Discover a Therapist for Low
There are also people with "singular" low who can be in a deep depressive episode and notwithstanding appear to come out of it long enough to laugh or bask something briefly before sinking back in, or can deed normal for short periods. This can be confusing to both the depressed person and to other people. This isn't an indication that the person is any less depressed or any less in danger than someone in a major depressive episode who doesn't have those cursory breaks. It's just a different form. Atypical depression is also characterized by feeling emotionally paralyzed, physically leaden—barely able to move or appoint in whatever activity, and oftentimes overeating, oversleeping, and experiencing sensitivity to rejection.
It's difficult for nigh people to understand any kind of deep depression if they haven't experienced information technology. What people see with illnesses or injuries is a runny nose, blood, expressions of acute physical pain, or an x-ray of what hurts. What people see when someone is seriously depressed is a person who isn't doing anything; this person may exist crying or snapping at them or sounding insecure and hopeless. These are behaviors we associate with personality and moral character—nosotros think these are choices people are making, non an affliction that has taken over their personality. Most people wonder why the unrelentingly depressed person doesn't but get over information technology and may even wonder if information technology'due south a manipulation or if the person is but lazy, weak, or giving in to something he or she could fight. Information technology is difficult for the person who experiences it to depict considering it is intensely painful, only not in whatever particular part of the trunk. It tin can be totally debilitating and sometimes even fatal.
People with chronic, astringent low are not indulging themselves, lazy, giving in, manipulating, or exaggerating their pain and dysfunction.

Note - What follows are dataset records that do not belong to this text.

//! Postgres-backed record store.
//!
//! All families share one `records` table keyed by `(tenant_id, family, id)`
//! with the record body in a `jsonb` column. Filters use jsonb containment
//! and ordering sorts on the text value of a body field.
//!
//! ## Error Mapping
//!
//! | SQLx error | Postgres code | StoreError |
//! |------------|---------------|------------|
//! | Database (unique violation) | `23505` | `AlreadyExists` |
//! | Database (other) | any | `Backend` |
//! | PoolClosed / other | n/a | `Backend` |

use std::sync::Arc;

use async_trait::async_trait;
use chrono::{DateTime, Utc};
use serde_json::Value as JsonValue;
use sqlx::types::Json;
use sqlx::{PgPool, Row};
use tracing::instrument;

use billbook_core::{RecordFamily, RecordId, TenantId};

use super::{ListQuery, OrderBy, RecordStore, StoreError, StoredRecord};

const SCHEMA: &str = r#"
CREATE TABLE IF NOT EXISTS records (
    tenant_id   UUID        NOT NULL,
    family      TEXT        NOT NULL,
    id          UUID        NOT NULL,
    body        JSONB       NOT NULL,
    created_at  TIMESTAMPTZ NOT NULL DEFAULT now(),
    updated_at  TIMESTAMPTZ NOT NULL DEFAULT now(),
    PRIMARY KEY (tenant_id, family, id)
);
CREATE INDEX IF NOT EXISTS records_body_gin ON records USING GIN (body jsonb_path_ops);
"#;

#[derive(Debug, Clone)]
pub struct PostgresRecordStore {
    pool: Arc<PgPool>,
}

impl PostgresRecordStore {
    pub fn new(pool: PgPool) -> Self {
        Self { pool: Arc::new(pool) }
    }

    pub async fn connect(database_url: &str) -> Result<Self, StoreError> {
        let pool = PgPool::connect(database_url)
            .await
            .map_err(|e| map_sqlx_error("connect", e))?;
        Ok(Self::new(pool))
    }

    /// Create the `records` table and its index if they do not exist.
    pub async fn migrate(&self) -> Result<(), StoreError> {
        sqlx::raw_sql(SCHEMA)
            .execute(&*self.pool)
            .await
            .map_err(|e| map_sqlx_error("migrate", e))?;
        Ok(())
    }
}

fn decode_row(row: &sqlx::postgres::PgRow, family: RecordFamily) -> Result<StoredRecord, StoreError> {
    let decode = |e: sqlx::Error| StoreError::Codec(format!("failed to decode record row: {e}"));
    let id: uuid::Uuid = row.try_get("id").map_err(decode)?;
    let tenant_id: uuid::Uuid = row.try_get("tenant_id").map_err(decode)?;
    let body: Json<JsonValue> = row.try_get("body").map_err(decode)?;
    let created_at: DateTime<Utc> = row.try_get("created_at").map_err(decode)?;
    let updated_at: DateTime<Utc> = row.try_get("updated_at").map_err(decode)?;

    Ok(StoredRecord {
        id: RecordId::from_uuid(id),
        tenant_id: TenantId::from_uuid(tenant_id),
        family,
        body: body.0,
        created_at,
        updated_at,
    })
}

fn map_sqlx_error(operation: &str, err: sqlx::Error) -> StoreError {
    match err {
        sqlx::Error::Database(db_err) => {
            StoreError::Backend(format!("database error in {operation}: {}", db_err.message()))
        }
        sqlx::Error::PoolClosed => StoreError::Backend(format!("connection pool closed in {operation}")),
        other => StoreError::Backend(format!("sqlx error in {operation}: {other}")),
    }
}

fn is_unique_violation(err: &sqlx::Error) -> bool {
    matches!(err, sqlx::Error::Database(db) if db.code().as_deref() == Some("23505"))
}

#[async_trait]
impl RecordStore for PostgresRecordStore {
    #[instrument(skip(self, query), fields(tenant_id = %tenant_id, family = %family), err)]
    async fn list(
        &self,
        tenant_id: TenantId,
        family: RecordFamily,
        query: &ListQuery,
    ) -> Result<Vec<StoredRecord>, StoreError> {
        let direction = if query.descending { "DESC" } else { "ASC" };
        let order = match &query.order_by {
            OrderBy::CreatedAt => format!("created_at {direction}"),
            OrderBy::Field(_) => format!("body->>$4 {direction}, created_at {direction}"),
        };
        let sql = format!(
            "SELECT id, tenant_id, body, created_at, updated_at FROM records \
             WHERE tenant_id = $1 AND family = $2 AND body @> $3 ORDER BY {order}"
        );

        let mut q = sqlx::query(&sql)
            .bind(*tenant_id.as_uuid())
            .bind(family.as_str())
            .bind(Json(JsonValue::Object(query.filters.clone())));
        if let OrderBy::Field(field) = &query.order_by {
            q = q.bind(field.clone());
        }

        let rows = q
            .fetch_all(&*self.pool)
            .await
            .map_err(|e| map_sqlx_error("list", e))?;
        rows.iter().map(|r| decode_row(r, family)).collect()
    }

    async fn get(
        &self,
        tenant_id: TenantId,
        family: RecordFamily,
        id: RecordId,
    ) -> Result<Option<StoredRecord>, StoreError> {
        let row = sqlx::query(
            "SELECT id, tenant_id, body, created_at, updated_at FROM records \
             WHERE tenant_id = $1 AND family = $2 AND id = $3",
        )
        .bind(*tenant_id.as_uuid())
        .bind(family.as_str())
        .bind(*id.as_uuid())
        .fetch_optional(&*self.pool)
        .await
        .map_err(|e| map_sqlx_error("get", e))?;

        row.map(|r| decode_row(&r, family)).transpose()
    }

    #[instrument(skip(self, body), fields(tenant_id = %tenant_id, family = %family, id = %id), err)]
    async fn insert(
        &self,
        tenant_id: TenantId,
        family: RecordFamily,
        id: RecordId,
        body: JsonValue,
    ) -> Result<StoredRecord, StoreError> {
        if !body.is_object() {
            return Err(StoreError::Codec("record body must be a JSON object".into()));
        }

        let row = sqlx::query(
            "INSERT INTO records (tenant_id, family, id, body) VALUES ($1, $2, $3, $4) \
             RETURNING id, tenant_id, body, created_at, updated_at",
        )
        .bind(*tenant_id.as_uuid())
        .bind(family.as_str())
        .bind(*id.as_uuid())
        .bind(Json(body))
        .fetch_one(&*self.pool)
        .await
        .map_err(|e| {
            if is_unique_violation(&e) {
                StoreError::AlreadyExists { family, id }
            } else {
                map_sqlx_error("insert", e)
            }
        })?;

        decode_row(&row, family)
    }

    #[instrument(skip(self, patch), fields(tenant_id = %tenant_id, family = %family, id = %id), err)]
    async fn update(
        &self,
        tenant_id: TenantId,
        family: RecordFamily,
        id: RecordId,
        patch: JsonValue,
    ) -> Result<StoredRecord, StoreError> {
        if !patch.is_object() {
            return Err(StoreError::Codec("update patch must be a JSON object".into()));
        }

        // `||` on jsonb objects is a shallow merge.
        let row = sqlx::query(
            "UPDATE records SET body = body || $4, updated_at = now() \
             WHERE tenant_id = $1 AND family = $2 AND id = $3 \
             RETURNING id, tenant_id, body, created_at, updated_at",
        )
        .bind(*tenant_id.as_uuid())
        .bind(family.as_str())
        .bind(*id.as_uuid())
        .bind(Json(patch))
        .fetch_optional(&*self.pool)
        .await
        .map_err(|e| map_sqlx_error("update", e))?;

        match row {
            Some(row) => decode_row(&row, family),
            None => Err(StoreError::NotFound { family, id }),
        }
    }

    #[instrument(skip(self), fields(tenant_id = %tenant_id, family = %family, id = %id), err)]
    async fn delete(&self, tenant_id: TenantId, family: RecordFamily, id: RecordId) -> Result<(), StoreError> {
        let result = sqlx::query("DELETE FROM records WHERE tenant_id = $1 AND family = $2 AND id = $3")
            .bind(*tenant_id.as_uuid())
            .bind(family.as_str())
            .bind(*id.as_uuid())
            .execute(&*self.pool)
            .await
            .map_err(|e| map_sqlx_error("delete", e))?;

        if result.rows_affected() == 0 {
            return Err(StoreError::NotFound { family, id });
        }
        Ok(())
    }
}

People with chronic, severe depression are not indulging themselves, lazy, giving in, manipulating, or exaggerating their pain and dysfunction. Taking this view is often destructive to them and the situation. While this kind of depression can be described as an illness, compared to other debilitating, painful, potentially fatal illnesses, it is pretty unique in the affect it has on people's minds, beliefs, personality, and idea processes. When the mind is part of the illness, other people may not recognize the ill 1 as the person they beloved, and that makes it more than difficult to be patient, to have care of the person, and to remember what they loved almost the person, much like when a loved one has Alzheimer'due south.
Of form, this is all true for someone who has one episode of major depression, but it becomes much more than complicated when it is recurring and takes over a person'due south life. We know that, statistically, every major depressive episode someone has makes additional episodes more probable. So once a person has had two or three such episodes, it's pretty clear that more of them will happen, and likely with increasing frequency. Information technology'southward also likely that during significant hormonal events, such as period, pregnancy, childbirth, perimenopause, and menopause, women with recurring major depressive episodes volition be specially vulnerable to having some other episode.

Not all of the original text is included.